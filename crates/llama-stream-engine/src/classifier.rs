//! Token-by-token classification of generated output into [`StreamEvent`]s.
//!
//! The classifier sits between the decode loop and the caller. It rebuilds
//! UTF-8 text from arbitrary token boundaries, separates control tokens from
//! text, and cuts tool-call regions out of the text so they can be parsed
//! into structured calls. Events are only emitted once they are final: bytes
//! that might still turn out to be part of a delimiter are held back.

use std::sync::Arc;

use log::{debug, error, warn};

use llama_stream_types::{StreamEvent, TokenId};

use crate::backend::TokenCodec;
use crate::dialect::{Dialect, ToolFraming};
use crate::error::EngineResult;
use crate::tools::{encode_calls, ToolWhitelist};

/// More undecodable tokens than this are decoded lossily instead of
/// gathered further.
const MAX_PENDING_TOKENS: usize = 8;

/// Observable classifier state.
#[derive(Debug, Clone, Copy, PartialEq, Eq)]
pub enum ClassifierState {
    Normal,
    MatchingOpenDelimiter,
    InToolRegion,
    MatchingCloseDelimiter,
    GatheringInvalidUtf8,
}

#[derive(Debug, Clone, Copy, PartialEq, Eq)]
enum Region {
    Normal,
    InTool,
}

/// Special token ids the classifier reacts to, resolved once per session.
#[derive(Debug, Clone, Copy)]
struct ControlIds {
    end_of_turn: TokenId,
    tool_open: Option<TokenId>,
    tool_close: Option<TokenId>,
}

pub struct StreamClassifier {
    codec: Arc<dyn TokenCodec>,
    dialect: &'static dyn Dialect,
    whitelist: ToolWhitelist,
    ids: ControlIds,
    /// Prompt plus every decoded generated token; the detokenizer's prior context.
    context: Vec<TokenId>,
    region: Region,
    /// Withheld bytes that may be the start of a text marker.
    marker_buf: String,
    tool_buf: String,
    /// Tokens whose bytes did not yet form valid UTF-8.
    pending: Vec<TokenId>,
    finished: bool,
}
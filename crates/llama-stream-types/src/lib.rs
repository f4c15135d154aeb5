//! Shared request, conversation and stream-event types.
//!
//! These are the immutable inputs a caller builds once per request and the
//! events the engine hands back. Nothing here knows about a specific model.

mod dialect;
mod event;
mod message;

pub use dialect::DialectKind;
pub use event::StreamEvent;
pub use message::{GenerateRequest, Message, Role, ToolCall, ToolDefinition};

/// Opaque token id. Meaning is owned by the token codec of the inference engine.
pub type TokenId = i32;
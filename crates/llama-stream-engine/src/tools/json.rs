//! JSON call syntax: `{"name": .., "arguments": {..}}`, an array of those,
//! or one object per line.

use log::warn;
use serde_json::{Map, Value};

use llama_stream_types::ToolCall;

use super::{ToolCallCodec, ToolWhitelist};
use crate::error::ToolCallSyntaxError;

#[derive(Debug, Default, Clone, Copy)]
pub struct JsonCodec;

fn call_from_value(value: Value) -> Result<ToolCall, String> {
    let mut obj = match value {
        Value::Object(obj) => obj,
        other => return Err(format!("expected an object, got {other}")),
    };
    let name = match obj.remove("name") {
        Some(Value::String(name)) if !name.is_empty() => name,
        _ => return Err("missing function name".to_string()),
    };
    let arguments = match obj.remove("arguments") {
        None | Some(Value::Null) => Map::new(),
        Some(Value::Object(args)) => args,
        // Some models double-encode the arguments.
        Some(Value::String(raw)) => match serde_json::from_str::<Value>(&raw) {
            Ok(Value::Object(args)) => args,
            _ => return Err(format!("arguments of {name} are not an object: {raw:?}")),
        },
        Some(other) => return Err(format!("arguments of {name} are not an object: {other}")),
    };
    Ok(ToolCall { name, arguments })
}

/// Split the region text into candidate call values.
fn candidates(text: &str) -> Vec<Result<Value, String>> {
    let trimmed = text.trim();
    match serde_json::from_str::<Value>(trimmed) {
        Ok(Value::Array(items)) => items.into_iter().map(Ok).collect(),
        Ok(value) => vec![Ok(value)],
        Err(_) => trimmed
            .lines()
            .map(str::trim)
            .filter(|l| !l.is_empty())
            .map(|line| serde_json::from_str::<Value>(line).map_err(|e| format!("{line:?}: {e}")))
            .collect(),
    }
}

impl ToolCallCodec for JsonCodec {
    fn parse(&self, text: &str, whitelist: &ToolWhitelist) -> Result<Vec<ToolCall>, ToolCallSyntaxError> {
        let mut calls = Vec::new();
        for candidate in candidates(text) {
            let checked = candidate
                .and_then(call_from_value)
                .and_then(|call| whitelist.check(&call).map(|()| call));
            match checked {
                Ok(call) => calls.push(call),
                Err(reason) => warn!("[TOOLS] Dropping tool call: {reason}"),
            }
        }
        if calls.is_empty() {
            return Err(ToolCallSyntaxError::new(text));
        }
        Ok(calls)
    }

    fn format(&self, call: &ToolCall) -> String {
        serde_json::json!({"name": call.name, "arguments": call.arguments}).to_string()
    }
}

#[cfg(test)]
mod tests {
    use super::*;
    use llama_stream_types::ToolDefinition;
    use serde_json::json;

    fn declared(names: &[&str]) -> ToolWhitelist {
        let defs: Vec<_> = names
            .iter()
            .map(|n| ToolDefinition(json!({"type": "function", "function": {"name": n}})))
            .collect();
        ToolWhitelist::from_definitions(&defs)
    }

    #[test]
    fn test_parse_single_object() {
        let calls = JsonCodec
            .parse(r#"{"name": "search", "arguments": {"q": "rust"}}"#, &declared(&["search"]))
            .unwrap();
        assert_eq!(calls, vec![ToolCall::new("search").arg("q", "rust")]);
    }

    #[test]
    fn test_parse_array_with_string_arguments() {
        let text = r#"[{"name":"getRecentChannelMessages","arguments":"{\"channelIndex\":1,\"limit\":4}"}]"#;
        let calls = JsonCodec.parse(text, &ToolWhitelist::default()).unwrap();
        assert_eq!(calls[0].arguments["limit"], json!(4));
    }

    #[test]
    fn test_parse_json_lines() {
        let text = "\n{\"name\":\"a\",\"arguments\":{}}\nnot json\n{\"name\":\"b\"}\n";
        let calls = JsonCodec.parse(text, &declared(&["a", "b"])).unwrap();
        assert_eq!(calls.len(), 2);
        assert!(calls[1].arguments.is_empty());
    }

    #[test]
    fn test_undeclared_and_invalid_calls_dropped() {
        let wl = declared(&["search"]);
        let text = r#"[{"name":"search","arguments":{}},{"name":"rm","arguments":{}},{"name":"getRecentChannelMessages","arguments":{"channelIndex":-2,"limit":1}}]"#;
        let calls = JsonCodec.parse(text, &wl).unwrap();
        assert_eq!(calls.len(), 1);
        assert_eq!(calls[0].name, "search");
    }

    #[test]
    fn test_nothing_survives_returns_raw_text() {
        let err = JsonCodec.parse("{\"name\": \"rm\"}", &ToolWhitelist::default()).unwrap_err();
        assert_eq!(err.text, "{\"name\": \"rm\"}");
    }

    #[test]
    fn test_format_round_trip() {
        let call = ToolCall::new("getChannelMessagesRange")
            .arg("channelIndex", 1)
            .arg("startDate", "2024-03-01")
            .arg("endDate", "2024-03-02");
        let text = JsonCodec.format(&call);
        assert_eq!(JsonCodec.parse(&text, &ToolWhitelist::default()).unwrap(), vec![call]);
    }
}
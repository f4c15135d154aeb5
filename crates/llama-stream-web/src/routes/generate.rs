// Streaming generation route handler

use hyper::body::Bytes;
use hyper::{Body, Request, Response, StatusCode};
use log::{debug, info};
use tokio::sync::mpsc;

use crate::generation_queue::GenerationJob;
use crate::request_parsing::parse_generate_request;
use crate::response_helpers::{json_error, ndjson_stream};
use crate::server::AppState;

pub async fn handle(req: Request<Body>, state: &AppState) -> Response<Body> {
    let request = match parse_generate_request(req.into_body()).await {
        Ok(request) => request,
        Err(response) => return response,
    };
    info!(
        "[HTTP] Generate: {} messages, {} tools",
        request.messages.len(),
        request.tools().len()
    );

    let (events, mut rx) = mpsc::channel(state.event_buffer);
    if let Err(e) = state.queue.submit(GenerationJob { request, events }).await {
        return json_error(StatusCode::SERVICE_UNAVAILABLE, &e);
    }

    let (mut sender, body) = Body::channel();

    // Forward events as NDJSON lines until generation ends or the client leaves.
    tokio::spawn(async move {
        while let Some(event) = rx.recv().await {
            if sender.send_data(Bytes::from(event.to_ndjson())).await.is_err() {
                debug!("[HTTP] Client disconnected");
                break;
            }
        }
    });

    ndjson_stream(body)
}
//! HTTP Basic authentication.

use base64::engine::general_purpose::STANDARD;
use base64::Engine as _;
use hyper::header::{HeaderValue, AUTHORIZATION};
use hyper::{Body, Request};

use llama_stream_config::AuthConfig;

#[derive(Clone)]
pub struct Credentials {
    username: String,
    password: String,
}

impl std::fmt::Debug for Credentials {
    fn fmt(&self, f: &mut std::fmt::Formatter<'_>) -> std::fmt::Result {
        f.debug_struct("Credentials")
            .field("username", &self.username)
            .field("password", &"***")
            .finish()
    }
}

/// Compare without short-circuiting on the first differing byte.
fn constant_time_eq(a: &[u8], b: &[u8]) -> bool {
    if a.len() != b.len() {
        return false;
    }
    a.iter().zip(b).fold(0u8, |acc, (x, y)| acc | (x ^ y)) == 0
}

impl Credentials {
    pub fn new(username: impl Into<String>, password: impl Into<String>) -> Self {
        Self {
            username: username.into(),
            password: password.into(),
        }
    }

    /// `None` unless both are set, in which case no request can authorize.
    pub fn from_config(auth: &AuthConfig) -> Option<Self> {
        match (&auth.username, &auth.password) {
            (Some(username), Some(password)) => Some(Self::new(username.clone(), password.clone())),
            _ => None,
        }
    }

    pub fn matches(&self, header: Option<&HeaderValue>) -> bool {
        let Some((username, password)) = header.and_then(decode_basic) else {
            return false;
        };
        // Evaluate both so timing does not reveal which one failed.
        let user_ok = constant_time_eq(username.as_bytes(), self.username.as_bytes());
        let pass_ok = constant_time_eq(password.as_bytes(), self.password.as_bytes());
        user_ok & pass_ok
    }

    pub fn authorize(&self, req: &Request<Body>) -> bool {
        self.matches(req.headers().get(AUTHORIZATION))
    }
}

/// Split a `Basic <base64(user:pass)>` header.
fn decode_basic(header: &HeaderValue) -> Option<(String, String)> {
    let value = header.to_str().ok()?;
    let (scheme, encoded) = value.split_once(' ')?;
    if !scheme.eq_ignore_ascii_case("basic") {
        return None;
    }
    let decoded = STANDARD.decode(encoded.trim()).ok()?;
    let decoded = String::from_utf8(decoded).ok()?;
    let (username, password) = decoded.split_once(':')?;
    Some((username.to_string(), password.to_string()))
}

/// Header value for the given credentials, as a client would send it.
pub fn basic_header(username: &str, password: &str) -> String {
    format!("Basic {}", STANDARD.encode(format!("{username}:{password}")))
}

#[cfg(test)]
mod tests {
    use super::*;

    fn header(value: &str) -> HeaderValue {
        HeaderValue::from_str(value).unwrap()
    }

    #[test]
    fn test_accepts_matching_credentials() {
        let creds = Credentials::new("bot", "s3cret:with-colon");
        assert!(creds.matches(Some(&header(&basic_header("bot", "s3cret:with-colon")))));
    }

    #[test]
    fn test_rejects_wrong_or_missing() {
        let creds = Credentials::new("bot", "secret");
        assert!(!creds.matches(None));
        assert!(!creds.matches(Some(&header(&basic_header("bot", "Secret")))));
        assert!(!creds.matches(Some(&header(&basic_header("admin", "secret")))));
        assert!(!creds.matches(Some(&header("Bearer abc"))));
        assert!(!creds.matches(Some(&header("Basic not-base64!"))));
    }

    #[test]
    fn test_scheme_is_case_insensitive() {
        let creds = Credentials::new("a", "b");
        let value = basic_header("a", "b").replacen("Basic", "basic", 1);
        assert!(creds.matches(Some(&header(&value))));
    }

    #[test]
    fn test_from_config_needs_both() {
        let mut auth = AuthConfig::default();
        assert!(Credentials::from_config(&auth).is_none());
        auth.username = Some("bot".to_string());
        assert!(Credentials::from_config(&auth).is_none());
        auth.password = Some("pw".to_string());
        assert!(Credentials::from_config(&auth).is_some());
    }
}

⁂

■ **Task to complete**
Of all the lines in the data above, show only those that hold the word "tokio".

■ **Response for this exercise**
use tokio::sync::mpsc;
    tokio::spawn(async move {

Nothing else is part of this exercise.